Saved entries:
++++++++++

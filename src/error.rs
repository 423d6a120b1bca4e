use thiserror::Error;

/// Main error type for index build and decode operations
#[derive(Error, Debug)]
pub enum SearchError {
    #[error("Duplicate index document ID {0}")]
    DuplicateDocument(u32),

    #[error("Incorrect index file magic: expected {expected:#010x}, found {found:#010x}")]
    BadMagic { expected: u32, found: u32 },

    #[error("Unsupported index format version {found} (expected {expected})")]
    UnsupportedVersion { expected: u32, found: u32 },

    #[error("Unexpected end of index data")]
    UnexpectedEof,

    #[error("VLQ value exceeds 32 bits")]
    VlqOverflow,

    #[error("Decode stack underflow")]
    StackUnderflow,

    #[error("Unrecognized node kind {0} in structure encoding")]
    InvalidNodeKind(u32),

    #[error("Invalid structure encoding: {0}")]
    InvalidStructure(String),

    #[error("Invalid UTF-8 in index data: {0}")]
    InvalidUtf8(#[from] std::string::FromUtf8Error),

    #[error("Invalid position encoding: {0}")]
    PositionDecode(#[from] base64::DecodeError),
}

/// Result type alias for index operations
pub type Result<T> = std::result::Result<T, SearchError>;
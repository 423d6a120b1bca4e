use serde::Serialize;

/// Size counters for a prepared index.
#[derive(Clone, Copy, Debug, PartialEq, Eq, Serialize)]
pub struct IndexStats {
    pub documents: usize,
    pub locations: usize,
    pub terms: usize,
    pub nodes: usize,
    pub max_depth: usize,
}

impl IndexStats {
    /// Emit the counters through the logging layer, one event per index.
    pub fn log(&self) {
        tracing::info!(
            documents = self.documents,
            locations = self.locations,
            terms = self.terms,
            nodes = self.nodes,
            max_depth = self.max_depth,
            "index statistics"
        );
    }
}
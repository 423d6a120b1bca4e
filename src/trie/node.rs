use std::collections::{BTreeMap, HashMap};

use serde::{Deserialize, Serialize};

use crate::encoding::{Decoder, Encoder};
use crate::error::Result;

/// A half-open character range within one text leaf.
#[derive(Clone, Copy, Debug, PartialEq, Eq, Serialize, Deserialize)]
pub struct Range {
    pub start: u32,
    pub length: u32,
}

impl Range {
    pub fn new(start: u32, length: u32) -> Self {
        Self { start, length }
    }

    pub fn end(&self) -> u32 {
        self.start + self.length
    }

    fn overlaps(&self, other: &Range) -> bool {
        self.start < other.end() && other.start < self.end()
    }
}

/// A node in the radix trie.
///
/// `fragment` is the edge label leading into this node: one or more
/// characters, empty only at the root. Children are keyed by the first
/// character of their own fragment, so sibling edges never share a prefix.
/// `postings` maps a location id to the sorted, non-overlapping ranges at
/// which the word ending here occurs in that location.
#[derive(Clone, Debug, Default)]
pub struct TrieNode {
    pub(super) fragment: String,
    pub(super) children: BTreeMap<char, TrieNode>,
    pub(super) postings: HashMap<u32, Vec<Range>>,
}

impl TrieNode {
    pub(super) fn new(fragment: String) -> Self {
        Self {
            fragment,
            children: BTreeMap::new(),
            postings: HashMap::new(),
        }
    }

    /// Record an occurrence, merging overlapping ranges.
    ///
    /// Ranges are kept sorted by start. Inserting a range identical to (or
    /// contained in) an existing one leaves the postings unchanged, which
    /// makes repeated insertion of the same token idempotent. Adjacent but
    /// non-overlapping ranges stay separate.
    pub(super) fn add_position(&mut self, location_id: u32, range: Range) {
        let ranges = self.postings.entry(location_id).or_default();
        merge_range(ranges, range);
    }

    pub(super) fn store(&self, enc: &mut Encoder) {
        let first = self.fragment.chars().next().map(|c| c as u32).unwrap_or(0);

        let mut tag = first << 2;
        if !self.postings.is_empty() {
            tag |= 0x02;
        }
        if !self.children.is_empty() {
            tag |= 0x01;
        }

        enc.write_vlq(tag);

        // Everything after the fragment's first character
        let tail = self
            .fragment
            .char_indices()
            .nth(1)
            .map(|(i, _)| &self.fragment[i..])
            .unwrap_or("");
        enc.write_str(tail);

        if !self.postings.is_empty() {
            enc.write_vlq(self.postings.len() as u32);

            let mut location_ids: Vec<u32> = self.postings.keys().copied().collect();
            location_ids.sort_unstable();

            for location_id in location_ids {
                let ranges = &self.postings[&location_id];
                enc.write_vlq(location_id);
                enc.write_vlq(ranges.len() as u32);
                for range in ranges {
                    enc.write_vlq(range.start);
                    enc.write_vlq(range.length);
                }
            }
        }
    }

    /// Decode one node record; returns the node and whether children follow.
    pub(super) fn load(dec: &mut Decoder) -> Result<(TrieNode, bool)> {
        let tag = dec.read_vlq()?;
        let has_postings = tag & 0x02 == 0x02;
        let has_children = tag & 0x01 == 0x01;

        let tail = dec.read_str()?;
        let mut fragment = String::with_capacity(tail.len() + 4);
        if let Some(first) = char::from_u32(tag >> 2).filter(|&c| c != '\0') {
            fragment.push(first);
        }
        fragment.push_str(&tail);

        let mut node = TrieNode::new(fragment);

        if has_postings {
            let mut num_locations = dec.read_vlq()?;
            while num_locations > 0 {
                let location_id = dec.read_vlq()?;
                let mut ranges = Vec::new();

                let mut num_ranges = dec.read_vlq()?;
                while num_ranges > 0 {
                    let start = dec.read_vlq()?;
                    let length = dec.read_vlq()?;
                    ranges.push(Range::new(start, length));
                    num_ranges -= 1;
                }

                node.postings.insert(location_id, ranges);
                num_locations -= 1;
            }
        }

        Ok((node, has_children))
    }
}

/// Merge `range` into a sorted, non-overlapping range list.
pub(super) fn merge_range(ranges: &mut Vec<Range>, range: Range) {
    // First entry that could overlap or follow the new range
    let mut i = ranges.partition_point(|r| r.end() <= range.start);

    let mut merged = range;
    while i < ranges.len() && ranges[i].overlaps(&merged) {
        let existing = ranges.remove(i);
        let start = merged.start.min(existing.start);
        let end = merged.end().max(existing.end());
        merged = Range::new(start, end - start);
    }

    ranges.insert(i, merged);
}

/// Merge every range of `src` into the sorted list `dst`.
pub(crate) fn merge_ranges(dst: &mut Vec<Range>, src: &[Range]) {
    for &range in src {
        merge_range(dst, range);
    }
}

++++++++++

• Exercise goal
Word for word, every record must be given again.

• Answer box
filename src/error.rs
repository 423d6a120b1bca4e
use thiserror::Error;

/// Main error type for index build and decode operations
#[derive(Error, Debug)]
pub enum SearchError {
    #[error("Duplicate index document ID {0}")]
    DuplicateDocument(u32),

    #[error("Incorrect index file magic: expected {expected:#010x}, found {found:#010x}")]
    BadMagic { expected: u32, found: u32 },

    #[error("Unsupported index format version {found} (expected {expected})")]
    UnsupportedVersion { expected: u32, found: u32 },

    #[error("Unexpected end of index data")]
    UnexpectedEof,

    #[error("VLQ value exceeds 32 bits")]
    VlqOverflow,

    #[error("Decode stack underflow")]
    StackUnderflow,

    #[error("Unrecognized node kind {0} in structure encoding")]
    InvalidNodeKind(u32),

    #[error("Invalid structure encoding: {0}")]
    InvalidStructure(String),

    #[error("Invalid UTF-8 in index data: {0}")]
    InvalidUtf8(#[from] std::string::FromUtf8Error),

    #[error("Invalid position encoding: {0}")]
    PositionDecode(#[from] base64::DecodeError),
}

/// Result type alias for index operations
pub type Result<T> = std::result::Result<T, SearchError>;
repository 423d6a120b1bca4e
use serde::Serialize;

/// Size counters for a prepared index.
#[derive(Clone, Copy, Debug, PartialEq, Eq, Serialize)]
pub struct IndexStats {
    pub documents: usize,
    pub locations: usize,
    pub terms: usize,
    pub nodes: usize,
    pub max_depth: usize,
}

impl IndexStats {
    /// Emit the counters through the logging layer, one event per index.
    pub fn log(&self) {
        tracing::info!(
            documents = self.documents,
            locations = self.locations,
            terms = self.terms,
            nodes = self.nodes,
            max_depth = self.max_depth,
            "index statistics"
        );
    }
}
repository 423d6a120b1bca4e
filename src/trie/node.rs
use std::collections::{BTreeMap, HashMap};

use serde::{Deserialize, Serialize};

use crate::encoding::{Decoder, Encoder};
use crate::error::Result;

/// A half-open character range within one text leaf.
#[derive(Clone, Copy, Debug, PartialEq, Eq, Serialize, Deserialize)]
pub struct Range {
    pub start: u32,
    pub length: u32,
}

impl Range {
    pub fn new(start: u32, length: u32) -> Self {
        Self { start, length }
    }

    pub fn end(&self) -> u32 {
        self.start + self.length
    }

    fn overlaps(&self, other: &Range) -> bool {
        self.start < other.end() && other.start < self.end()
    }
}

/// A node in the radix trie.
///
/// `fragment` is the edge label leading into this node: one or more
/// characters, empty only at the root. Children are keyed by the first
/// character of their own fragment, so sibling edges never share a prefix.
/// `postings` maps a location id to the sorted, non-overlapping ranges at
/// which the word ending here occurs in that location.
#[derive(Clone, Debug, Default)]
pub struct TrieNode {
    pub(super) fragment: String,
    pub(super) children: BTreeMap<char, TrieNode>,
    pub(super) postings: HashMap<u32, Vec<Range>>,
}

impl TrieNode {
    pub(super) fn new(fragment: String) -> Self {
        Self {
            fragment,
            children: BTreeMap::new(),
            postings: HashMap::new(),
        }
    }

    /// Record an occurrence, merging overlapping ranges.
    ///
    /// Ranges are kept sorted by start. Inserting a range identical to (or
    /// contained in) an existing one leaves the postings unchanged, which
    /// makes repeated insertion of the same token idempotent. Adjacent but
    /// non-overlapping ranges stay separate.
    pub(super) fn add_position(&mut self, location_id: u32, range: Range) {
        let ranges = self.postings.entry(location_id).or_default();
        merge_range(ranges, range);
    }

    pub(super) fn store(&self, enc: &mut Encoder) {
        let first = self.fragment.chars().next().map(|c| c as u32).unwrap_or(0);

        let mut tag = first << 2;
        if !self.postings.is_empty() {
            tag |= 0x02;
        }
        if !self.children.is_empty() {
            tag |= 0x01;
        }

        enc.write_vlq(tag);

        // Everything after the fragment's first character
        let tail = self
            .fragment
            .char_indices()
            .nth(1)
            .map(|(i, _)| &self.fragment[i..])
            .unwrap_or("");
        enc.write_str(tail);

        if !self.postings.is_empty() {
            enc.write_vlq(self.postings.len() as u32);

            let mut location_ids: Vec<u32> = self.postings.keys().copied().collect();
            location_ids.sort_unstable();

            for location_id in location_ids {
                let ranges = &self.postings[&location_id];
                enc.write_vlq(location_id);
                enc.write_vlq(ranges.len() as u32);
                for range in ranges {
                    enc.write_vlq(range.start);
                    enc.write_vlq(range.length);
                }
            }
        }
    }

    /// Decode one node record; returns the node and whether children follow.
    pub(super) fn load(dec: &mut Decoder) -> Result<(TrieNode, bool)> {
        let tag = dec.read_vlq()?;
        let has_postings = tag & 0x02 == 0x02;
        let has_children = tag & 0x01 == 0x01;

        let tail = dec.read_str()?;
        let mut fragment = String::with_capacity(tail.len() + 4);
        if let Some(first) = char::from_u32(tag >> 2).filter(|&c| c != '\0') {
            fragment.push(first);
        }
        fragment.push_str(&tail);

        let mut node = TrieNode::new(fragment);

        if has_postings {
            let mut num_locations = dec.read_vlq()?;
            while num_locations > 0 {
                let location_id = dec.read_vlq()?;
                let mut ranges = Vec::new();

                let mut num_ranges = dec.read_vlq()?;
                while num_ranges > 0 {
                    let start = dec.read_vlq()?;
                    let length = dec.read_vlq()?;
                    ranges.push(Range::new(start, length));
                    num_ranges -= 1;
                }

                node.postings.insert(location_id, ranges);
                num_locations -= 1;
            }
        }

        Ok((node, has_children))
    }
}

/// Merge `range` into a sorted, non-overlapping range list.
pub(super) fn merge_range(ranges: &mut Vec<Range>, range: Range) {
    // First entry that could overlap or follow the new range
    let mut i = ranges.partition_point(|r| r.end() <= range.start);

    let mut merged = range;
    while i < ranges.len() && ranges[i].overlaps(&merged) {
        let existing = ranges.remove(i);
        let start = merged.start.min(existing.start);
        let end = merged.end().max(existing.end());
        merged = Range::new(start, end - start);
    }

    ranges.insert(i, merged);
}

/// Merge every range of `src` into the sorted list `dst`.
pub(crate) fn merge_ranges(dst: &mut Vec<Range>, src: &[Range]) {
    for &range in src {
        merge_range(dst, range);
    }
}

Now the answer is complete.